Given the hue and cry over MSP, it is only apt to ask: what has been the track record of the Modi government on MSP? Without an iota of doubt, it has been exemplary. MSP is a form of market intervention by the Central government to insure agricultural producers against any sharp fall in farm prices. It is a price fixed by the Government of India to protect the farmers against excessive fall in prices during bumper production years. The MSP is usually announced at the beginning of the sowing season for certain crops on the basis of the recommendations made by the Commission for Agricultural Costs and Prices (CACP).
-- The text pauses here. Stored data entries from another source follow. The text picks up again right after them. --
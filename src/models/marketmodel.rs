use chrono::{DateTime, Utc};
use serde::{Deserialize, Serialize};
use sqlx::types::BigDecimal;
use uuid::Uuid;

/// A bookable service offering (home cleaning, hair styling, ...). Managed
/// through an admin surface that lives outside this crate; bookings only
/// read the active flag and the price.
#[derive(Debug, Clone, Serialize, Deserialize, sqlx::FromRow)]
pub struct ServiceListing {
    pub id: Uuid,
    pub provider_id: Uuid,
    pub title: String,
    pub description: String,
    pub base_price: BigDecimal,
    pub duration_minutes: i32,
    pub is_active: bool,
    pub created_at: DateTime<Utc>,
}

/// Provider-side profile: availability for new bookings plus the registered
/// payout account. `recipient_code` caches the gateway's transfer recipient
/// so repeat payouts skip recipient creation.
#[derive(Debug, Clone, Serialize, Deserialize, sqlx::FromRow)]
pub struct ProviderProfile {
    pub id: Uuid,
    pub user_id: Uuid,
    pub display_name: String,
    pub is_available: bool,
    pub bank_code: Option<String>,
    pub account_number: Option<String>,
    pub account_name: Option<String>,
    pub recipient_code: Option<String>,
    pub created_at: DateTime<Utc>,
    pub updated_at: DateTime<Utc>,
}

impl ProviderProfile {
    pub fn has_payout_account(&self) -> bool {
        self.bank_code.is_some() && self.account_number.is_some()
    }
}
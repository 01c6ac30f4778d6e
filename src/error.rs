use axum::{http::StatusCode, response::IntoResponse, Json};
use serde::{Deserialize, Serialize};
use std::fmt;

#[derive(Debug, Serialize, Deserialize)]
pub struct ErrorResponse {
    pub status: String,
    pub message: String,
}

impl fmt::Display for ErrorResponse {
    fn fmt(&self, f: &mut fmt::Formatter<'_>) -> fmt::Result {
        write!(f, "{}", serde_json::to_string(self).unwrap_or_default())
    }
}

#[derive(Debug, Clone)]
pub struct HttpError {
    pub message: String,
    pub status: StatusCode,
}

impl HttpError {
    pub fn new(message: impl Into<String>, status: StatusCode) -> Self {
        HttpError {
            message: message.into(),
            status,
        }
    }

    pub fn bad_request(message: impl Into<String>) -> Self {
        HttpError::new(message, StatusCode::BAD_REQUEST)
    }

    pub fn into_http_response(self) -> axum::response::Response {
        let body = Json(ErrorResponse {
            status: if self.status.is_server_error() {
                "error".to_string()
            } else {
                "fail".to_string()
            },
            message: self.message,
        });
        (self.status, body).into_response()
    }
}

impl fmt::Display for HttpError {
    fn fmt(&self, f: &mut fmt::Formatter<'_>) -> fmt::Result {
        write!(f, "HttpError: message: {}, status: {}", self.message, self.status)
    }
}

impl std::error::Error for HttpError {}

impl IntoResponse for HttpError {
    fn into_response(self) -> axum::response::Response {
        self.into_http_response()
    }
}
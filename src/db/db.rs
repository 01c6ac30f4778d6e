// db/db.rs
use sqlx::{Pool, Postgres};

/// Handle to the relational datastore. Constructed once in main and handed
/// to every service by Arc; no module-level singletons.
#[derive(Clone)]
pub struct DBClient {
    pub pool: Pool<Postgres>,
}

impl std::fmt::Debug for DBClient {
    fn fmt(&self, f: &mut std::fmt::Formatter<'_>) -> std::fmt::Result {
        f.debug_struct("DBClient")
            .field("pool", &"Pool<Postgres>")
            .finish()
    }
}

impl DBClient {
    pub fn new(pool: Pool<Postgres>) -> Self {
        DBClient { pool }
    }
}
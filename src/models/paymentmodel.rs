use chrono::{DateTime, Utc};
use serde::{Deserialize, Serialize};
use sqlx::types::BigDecimal;
use uuid::Uuid;

#[derive(Debug, Serialize, Deserialize, Clone, Copy, sqlx::Type, PartialEq, Eq)]
#[sqlx(type_name = "payment_status", rename_all = "snake_case")]
#[serde(rename_all = "snake_case")]
pub enum PaymentStatus {
    Pending,
    Escrow,
    ProcessingRelease,
    Released,
    Refunded,
    Failed,
}

impl PaymentStatus {
    pub fn to_str(&self) -> &str {
        match self {
            PaymentStatus::Pending => "pending",
            PaymentStatus::Escrow => "escrow",
            PaymentStatus::ProcessingRelease => "processing_release",
            PaymentStatus::Released => "released",
            PaymentStatus::Refunded => "refunded",
            PaymentStatus::Failed => "failed",
        }
    }

    /// Authoritative edge table for payments. `Escrow -> ProcessingRelease`
    /// is the at-most-once release gate: it is taken with a conditional
    /// UPDATE, so of two racing release attempts exactly one succeeds.
    /// `Failed -> Pending` lets a client retry checkout after a gateway
    /// failure with a fresh reference.
    pub fn can_transition_to(&self, to: PaymentStatus) -> bool {
        use PaymentStatus::*;
        matches!(
            (self, to),
            (Pending, Escrow)
                | (Pending, Failed)
                | (Pending, Refunded)
                | (Failed, Pending)
                | (Escrow, ProcessingRelease)
                | (Escrow, Refunded)
                | (ProcessingRelease, Released)
        )
    }

    /// Refunds reverse the gateway capture and are only possible before
    /// release processing has started.
    pub fn is_refundable(&self) -> bool {
        matches!(self, PaymentStatus::Pending | PaymentStatus::Escrow)
    }
}

#[derive(Debug, Clone, Serialize, Deserialize, sqlx::FromRow)]
pub struct Payment {
    pub id: Uuid,
    pub booking_id: Uuid,
    pub amount: BigDecimal,
    pub escrow_amount: BigDecimal,
    pub platform_fee: BigDecimal,
    pub currency: String,
    pub paystack_ref: String,
    pub status: PaymentStatus,
    pub paid_at: Option<DateTime<Utc>>,
    pub created_at: DateTime<Utc>,
    pub updated_at: DateTime<Utc>,
}

#[derive(Debug, Serialize, Deserialize, Clone, Copy, sqlx::Type, PartialEq, Eq)]
#[sqlx(type_name = "payout_status", rename_all = "snake_case")]
#[serde(rename_all = "snake_case")]
pub enum PayoutStatus {
    Pending,
    Processing,
    Completed,
    Failed,
}

impl PayoutStatus {
    pub fn to_str(&self) -> &str {
        match self {
            PayoutStatus::Pending => "pending",
            PayoutStatus::Processing => "processing",
            PayoutStatus::Completed => "completed",
            PayoutStatus::Failed => "failed",
        }
    }

    /// `Failed -> Pending` is the retry edge; the transfer reference is
    /// reused so the gateway deduplicates repeated dispatches.
    pub fn can_transition_to(&self, to: PayoutStatus) -> bool {
        use PayoutStatus::*;
        matches!(
            (self, to),
            (Pending, Processing) | (Processing, Completed) | (Processing, Failed) | (Failed, Pending)
        )
    }
}

#[derive(Debug, Clone, Serialize, Deserialize, sqlx::FromRow)]
pub struct Payout {
    pub id: Uuid,
    pub payment_id: Uuid,
    pub provider_id: Uuid,
    pub amount: BigDecimal,
    pub reference: String,
    pub transfer_code: Option<String>,
    pub status: PayoutStatus,
    pub attempts: i32,
    pub failure_reason: Option<String>,
    pub created_at: DateTime<Utc>,
    pub completed_at: Option<DateTime<Utc>>,
}

#[cfg(test)]
mod tests {
    use super::*;

    #[test]
    fn escrow_lifecycle_edges() {
        use PaymentStatus::*;
        assert!(Pending.can_transition_to(Escrow));
        assert!(Escrow.can_transition_to(ProcessingRelease));
        assert!(ProcessingRelease.can_transition_to(Released));
    }

    #[test]
    fn release_cannot_be_entered_twice() {
        use PaymentStatus::*;
        assert!(!ProcessingRelease.can_transition_to(ProcessingRelease));
        assert!(!Released.can_transition_to(ProcessingRelease));
        assert!(!Released.can_transition_to(Escrow));
    }

    #[test]
    fn refund_only_before_release() {
        use PaymentStatus::*;
        assert!(Pending.is_refundable());
        assert!(Escrow.is_refundable());
        assert!(!ProcessingRelease.is_refundable());
        assert!(!Released.is_refundable());
        assert!(Escrow.can_transition_to(Refunded));
        assert!(!ProcessingRelease.can_transition_to(Refunded));
    }

    #[test]
    fn failed_charge_is_retryable() {
        use PaymentStatus::*;
        assert!(Pending.can_transition_to(Failed));
        assert!(Failed.can_transition_to(Pending));
        assert!(!Failed.can_transition_to(Escrow));
    }

    #[test]
    fn payout_retry_edge() {
        use PayoutStatus::*;
        assert!(Pending.can_transition_to(Processing));
        assert!(Processing.can_transition_to(Completed));
        assert!(Processing.can_transition_to(Failed));
        assert!(Failed.can_transition_to(Pending));
        assert!(!Failed.can_transition_to(Processing));
        assert!(!Completed.can_transition_to(Pending));
    }
}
Coming back to the Modi government’s track record, the numbers speak for themselves. MSP payment to farmers for paddy rose by 2.4 times to Rs 4.95 lakh crore between 2014 and 2019 under the Modi government, as against only Rs 2.06 lakh crore under the previous Congress-led regime between 2009-2014. MSP to farmers for wheat increased by 1.77 times during 2014-2019, to Rs 2.97 lakh crore, as compared to Rs 1.68 lakh crore in the 2009-2014 period. Meanwhile, MSP payment for pulses surged by a whopping 75 times under the Modi government, to reach Rs 49,000 crores, as compared to a measly Rs 645 crore under an inept Congress-led UPA-2. The payment to farmers for oilseeds and copra also surged 10 times under the Modi government, to Rs 25,000 crore, during the last five years, in comparison to the MSP payment of just Rs 2,460 crore under the UPA government in 2009 to 2014.
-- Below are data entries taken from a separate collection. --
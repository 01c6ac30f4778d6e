// db/paymentdb.rs
use async_trait::async_trait;
use sqlx::{types::BigDecimal, Error};
use uuid::Uuid;

use super::db::DBClient;
use crate::models::paymentmodel::{Payment, PaymentStatus, Payout, PayoutStatus};

const PAYMENT_COLUMNS: &str = r#"
    id, booking_id, amount, escrow_amount, platform_fee,
    currency, paystack_ref, status, paid_at, created_at, updated_at
"#;

const PAYOUT_COLUMNS: &str = r#"
    id, payment_id, provider_id, amount, reference, transfer_code,
    status, attempts, failure_reason, created_at, completed_at
"#;

#[async_trait]
pub trait PaymentExt {
    async fn create_payment(
        &self,
        booking_id: Uuid,
        amount: BigDecimal,
        escrow_amount: BigDecimal,
        platform_fee: BigDecimal,
        currency: String,
        paystack_ref: String,
    ) -> Result<Payment, Error>;

    async fn get_payment_by_id(&self, payment_id: Uuid) -> Result<Option<Payment>, Error>;

    async fn get_payment_by_booking_id(&self, booking_id: Uuid) -> Result<Option<Payment>, Error>;

    async fn get_payment_by_reference(&self, reference: &str) -> Result<Option<Payment>, Error>;

    /// Conditional status move; `None` when the row is no longer in `from`.
    async fn transition_payment(
        &self,
        payment_id: Uuid,
        from: PaymentStatus,
        to: PaymentStatus,
    ) -> Result<Option<Payment>, Error>;

    /// The at-most-once release gate: `Escrow -> ProcessingRelease`, refused
    /// in the same statement when the payment's booking has an open dispute.
    /// The dispute check and the claim commit atomically, so a dispute
    /// raised after a caller's read still blocks the release.
    async fn claim_payment_release(&self, payment_id: Uuid) -> Result<Option<Payment>, Error>;

    /// Pending -> Escrow keyed on the gateway reference, recording paid_at.
    /// A redelivered webhook finds the row already escrowed and changes
    /// nothing.
    async fn confirm_payment_escrow(&self, reference: &str) -> Result<Option<Payment>, Error>;

    /// Re-arm a failed charge with a fresh gateway reference.
    async fn reset_failed_payment(
        &self,
        payment_id: Uuid,
        new_reference: String,
    ) -> Result<Option<Payment>, Error>;

    async fn create_payout(
        &self,
        payment_id: Uuid,
        provider_id: Uuid,
        amount: BigDecimal,
        reference: String,
    ) -> Result<Payout, Error>;

    async fn get_payout_by_id(&self, payout_id: Uuid) -> Result<Option<Payout>, Error>;

    async fn get_payout_by_payment_id(&self, payment_id: Uuid) -> Result<Option<Payout>, Error>;

    async fn transition_payout(
        &self,
        payout_id: Uuid,
        from: PayoutStatus,
        to: PayoutStatus,
    ) -> Result<Option<Payout>, Error>;

    async fn record_payout_attempt(
        &self,
        payout_id: Uuid,
        failure_reason: String,
    ) -> Result<Payout, Error>;

    async fn complete_payout(
        &self,
        payout_id: Uuid,
        transfer_code: String,
    ) -> Result<Option<Payout>, Error>;

    /// Failed payouts still under the automatic retry cap.
    async fn get_failed_payouts_below(&self, max_attempts: i32) -> Result<Vec<Payout>, Error>;
}

fn release_claim_sql() -> String {
    format!(
        r#"
        UPDATE payments
        SET status = $3, updated_at = NOW()
        WHERE id = $1 AND status = $2
          AND NOT EXISTS (
              SELECT 1 FROM disputes d
              WHERE d.booking_id = payments.booking_id
                AND d.status IN ('pending', 'escalated')
          )
        RETURNING {PAYMENT_COLUMNS}
        "#
    )
}

#[async_trait]
impl PaymentExt for DBClient {
    async fn create_payment(
        &self,
        booking_id: Uuid,
        amount: BigDecimal,
        escrow_amount: BigDecimal,
        platform_fee: BigDecimal,
        currency: String,
        paystack_ref: String,
    ) -> Result<Payment, Error> {
        sqlx::query_as::<_, Payment>(&format!(
            r#"
            INSERT INTO payments
            (booking_id, amount, escrow_amount, platform_fee, currency, paystack_ref, status)
            VALUES ($1, $2, $3, $4, $5, $6, $7)
            RETURNING {PAYMENT_COLUMNS}
            "#
        ))
        .bind(booking_id)
        .bind(amount)
        .bind(escrow_amount)
        .bind(platform_fee)
        .bind(currency)
        .bind(paystack_ref)
        .bind(PaymentStatus::Pending)
        .fetch_one(&self.pool)
        .await
    }

    async fn get_payment_by_id(&self, payment_id: Uuid) -> Result<Option<Payment>, Error> {
        sqlx::query_as::<_, Payment>(&format!(
            r#"SELECT {PAYMENT_COLUMNS} FROM payments WHERE id = $1"#
        ))
        .bind(payment_id)
        .fetch_optional(&self.pool)
        .await
    }

    async fn get_payment_by_booking_id(&self, booking_id: Uuid) -> Result<Option<Payment>, Error> {
        sqlx::query_as::<_, Payment>(&format!(
            r#"SELECT {PAYMENT_COLUMNS} FROM payments WHERE booking_id = $1"#
        ))
        .bind(booking_id)
        .fetch_optional(&self.pool)
        .await
    }

    async fn get_payment_by_reference(&self, reference: &str) -> Result<Option<Payment>, Error> {
        sqlx::query_as::<_, Payment>(&format!(
            r#"SELECT {PAYMENT_COLUMNS} FROM payments WHERE paystack_ref = $1"#
        ))
        .bind(reference)
        .fetch_optional(&self.pool)
        .await
    }

    async fn transition_payment(
        &self,
        payment_id: Uuid,
        from: PaymentStatus,
        to: PaymentStatus,
    ) -> Result<Option<Payment>, Error> {
        sqlx::query_as::<_, Payment>(&format!(
            r#"
            UPDATE payments
            SET status = $3, updated_at = NOW()
            WHERE id = $1 AND status = $2
            RETURNING {PAYMENT_COLUMNS}
            "#
        ))
        .bind(payment_id)
        .bind(from)
        .bind(to)
        .fetch_optional(&self.pool)
        .await
    }

    async fn claim_payment_release(&self, payment_id: Uuid) -> Result<Option<Payment>, Error> {
        sqlx::query_as::<_, Payment>(&release_claim_sql())
            .bind(payment_id)
            .bind(PaymentStatus::Escrow)
            .bind(PaymentStatus::ProcessingRelease)
            .fetch_optional(&self.pool)
            .await
    }

    async fn confirm_payment_escrow(&self, reference: &str) -> Result<Option<Payment>, Error> {
        sqlx::query_as::<_, Payment>(&format!(
            r#"
            UPDATE payments
            SET status = $3, paid_at = NOW(), updated_at = NOW()
            WHERE paystack_ref = $1 AND status = $2
            RETURNING {PAYMENT_COLUMNS}
            "#
        ))
        .bind(reference)
        .bind(PaymentStatus::Pending)
        .bind(PaymentStatus::Escrow)
        .fetch_optional(&self.pool)
        .await
    }

    async fn reset_failed_payment(
        &self,
        payment_id: Uuid,
        new_reference: String,
    ) -> Result<Option<Payment>, Error> {
        sqlx::query_as::<_, Payment>(&format!(
            r#"
            UPDATE payments
            SET status = $3, paystack_ref = $2, updated_at = NOW()
            WHERE id = $1 AND status = $4
            RETURNING {PAYMENT_COLUMNS}
            "#
        ))
        .bind(payment_id)
        .bind(new_reference)
        .bind(PaymentStatus::Pending)
        .bind(PaymentStatus::Failed)
        .fetch_optional(&self.pool)
        .await
    }

    async fn create_payout(
        &self,
        payment_id: Uuid,
        provider_id: Uuid,
        amount: BigDecimal,
        reference: String,
    ) -> Result<Payout, Error> {
        // payment_id is unique: a concurrent dispatcher loses the insert and
        // picks up the existing row instead.
        let inserted = sqlx::query_as::<_, Payout>(&format!(
            r#"
            INSERT INTO payouts (payment_id, provider_id, amount, reference, status)
            VALUES ($1, $2, $3, $4, $5)
            ON CONFLICT (payment_id) DO NOTHING
            RETURNING {PAYOUT_COLUMNS}
            "#
        ))
        .bind(payment_id)
        .bind(provider_id)
        .bind(amount)
        .bind(reference)
        .bind(PayoutStatus::Pending)
        .fetch_optional(&self.pool)
        .await?;

        match inserted {
            Some(payout) => Ok(payout),
            None => self
                .get_payout_by_payment_id(payment_id)
                .await?
                .ok_or(Error::RowNotFound),
        }
    }

    async fn get_payout_by_id(&self, payout_id: Uuid) -> Result<Option<Payout>, Error> {
        sqlx::query_as::<_, Payout>(&format!(
            r#"SELECT {PAYOUT_COLUMNS} FROM payouts WHERE id = $1"#
        ))
        .bind(payout_id)
        .fetch_optional(&self.pool)
        .await
    }

    async fn get_payout_by_payment_id(&self, payment_id: Uuid) -> Result<Option<Payout>, Error> {
        sqlx::query_as::<_, Payout>(&format!(
            r#"SELECT {PAYOUT_COLUMNS} FROM payouts WHERE payment_id = $1"#
        ))
        .bind(payment_id)
        .fetch_optional(&self.pool)
        .await
    }

    async fn transition_payout(
        &self,
        payout_id: Uuid,
        from: PayoutStatus,
        to: PayoutStatus,
    ) -> Result<Option<Payout>, Error> {
        sqlx::query_as::<_, Payout>(&format!(
            r#"
            UPDATE payouts
            SET status = $3
            WHERE id = $1 AND status = $2
            RETURNING {PAYOUT_COLUMNS}
            "#
        ))
        .bind(payout_id)
        .bind(from)
        .bind(to)
        .fetch_optional(&self.pool)
        .await
    }

    async fn record_payout_attempt(
        &self,
        payout_id: Uuid,
        failure_reason: String,
    ) -> Result<Payout, Error> {
        sqlx::query_as::<_, Payout>(&format!(
            r#"
            UPDATE payouts
            SET attempts = attempts + 1, failure_reason = $2
            WHERE id = $1
            RETURNING {PAYOUT_COLUMNS}
            "#
        ))
        .bind(payout_id)
        .bind(failure_reason)
        .fetch_one(&self.pool)
        .await
    }

    async fn complete_payout(
        &self,
        payout_id: Uuid,
        transfer_code: String,
    ) -> Result<Option<Payout>, Error> {
        sqlx::query_as::<_, Payout>(&format!(
            r#"
            UPDATE payouts
            SET status = $3, transfer_code = $2, failure_reason = NULL, completed_at = NOW()
            WHERE id = $1 AND status = $4
            RETURNING {PAYOUT_COLUMNS}
            "#
        ))
        .bind(payout_id)
        .bind(transfer_code)
        .bind(PayoutStatus::Completed)
        .bind(PayoutStatus::Processing)
        .fetch_optional(&self.pool)
        .await
    }

    async fn get_failed_payouts_below(&self, max_attempts: i32) -> Result<Vec<Payout>, Error> {
        sqlx::query_as::<_, Payout>(&format!(
            r#"
            SELECT {PAYOUT_COLUMNS} FROM payouts
            WHERE status = $1 AND attempts < $2
            ORDER BY created_at ASC
            "#
        ))
        .bind(PayoutStatus::Failed)
        .bind(max_attempts)
        .fetch_all(&self.pool)
        .await
    }
}

#[cfg(test)]
mod tests {
    use super::*;

    #[test]
    fn release_claim_checks_status_and_open_disputes_in_one_statement() {
        let sql = release_claim_sql();
        assert!(sql.contains("WHERE id = $1 AND status = $2"));
        assert!(sql.contains("NOT EXISTS"));
        assert!(sql.contains("d.booking_id = payments.booking_id"));
        assert!(sql.contains("d.status IN ('pending', 'escalated')"));
    }
}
In July 2018, in a landmark decision, the Modi government announced MSP at 1.5 times the cost of production for 14 kharif crops. The cost considered by CACP is as per the A2+FL formula, which includes expenses on farm inputs, including seeds, fertilisers, fuel and irrigation and, of course, the imputed value of family labour (FL).
The total value of all agricultural output was around Rs 40 lakh crore in FY20, while the total value of MSP operations was around Rs 2.5 lakh crore, corroborating the argument by Shanta Kumar that, if only 6.25% of the agri produce is MSP-driven, why is there such a hue and cry about MSP? Clearly, the entire MSP controversy is a needless one and a manufactured controversy by an electorally debilitated opposition that is running out of issues to fret and fume about. Prime Minister Narendra Modi has categorically assured farmers that his government will continue with the MSP. Hence, any apprehensions on this front are not required.
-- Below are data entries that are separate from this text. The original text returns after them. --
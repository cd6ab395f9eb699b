use super::{APIState, ApiError, HttpResponseExt};
use crate::libs::config::CorsOrigins;
use actix_cors::Cors;
use actix_web::{App, HttpResponse, HttpServer, Responder, dev::Server, middleware, web};
use log::info;
use std::sync::Arc;

pub struct ServerOptions {
    pub bind: String,
    pub port: u16,
    pub workers: Option<usize>,
    pub cors_origins: CorsOrigins,
}

async fn not_found() -> impl Responder {
    HttpResponse::response_error_notfound()
}

/// Routes, body parsing and the fallback handler, shared by the server and the tests.
pub fn configure(config: &mut web::ServiceConfig) {
    let json_config = web::JsonConfig::default()
        .error_handler(|err, _req| ApiError::Validation(err.to_string()).into());

    config
        .app_data(json_config)
        .configure(super::router_api::register)
        .default_service(web::route().to(not_found));
}

pub fn cors(origins: &CorsOrigins) -> Cors {
    let cors = Cors::default().allow_any_method().allow_any_header().supports_credentials();
    match origins {
        CorsOrigins::Any => cors.allow_any_origin(),
        CorsOrigins::List(list) => list.iter().fold(cors, |cors, origin| cors.allowed_origin(origin)),
    }
}

/// Binds the server. Signal handling is left to the caller, stop it through `Server::handle`.
pub fn build(state: Arc<APIState>, options: &ServerOptions) -> anyhow::Result<Server> {
    let state = web::Data::new(state);
    let cors_origins = options.cors_origins.clone();
    let mut server = HttpServer::new(move || {
        App::new()
            .app_data(state.clone())
            .wrap(middleware::Logger::default())
            .wrap(cors(&cors_origins))
            .configure(configure)
    })
    .disable_signals();

    if let Some(workers) = options.workers {
        server = server.workers(workers);
    }

    let server = server.bind((options.bind.as_str(), options.port))?.run();

    info!("RESTful API server started at http://{}:{}", options.bind, options.port);
    Ok(server)
}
Now, has the Modi government been fair to farmers in Punjab? The straight answer to that is also a loud and clear “yes”. Punjab’s agriculture department’s records show that 22.91 lakh hectares were under paddy cultivation in 2019-20, 25.94 lakh hectares in 2018-19 and 25.19 lakh hectares in 2017-18. The average yield of paddy in Punjab was recorded at 6,635 kg (6.6 tonnes) per hectare in 2019-20, 6,532 kg (6.5 tonnes) in 2018-19 and 6,516 kg (6.5 tonnes) in 2017-18. What should be the total production of paddy in Punjab in this period, as per above data? As per yield and “cultivation area”, the total production should be 152 lakh tonnes (15.2 million tonnes) in 2019-20, 169.44 LTs (16.9 million tonnes) in 2018-19 and 164.14 LTs (16.4 million tonnes) in 2017-18. Thus, in all three years, government agencies purchased more paddy than Punjab’s total production, as per the average yield. In 2019-20, 11.82 lakh tonnes (1.2 million tonnes) more was sold in Punjab’s mandis than produced in the state. In 2018-19, the figure stood around 1.02 lakh tonnes and in 2017-18, it was nearly 15.42 lakh tonnes (1.5 million tonnes).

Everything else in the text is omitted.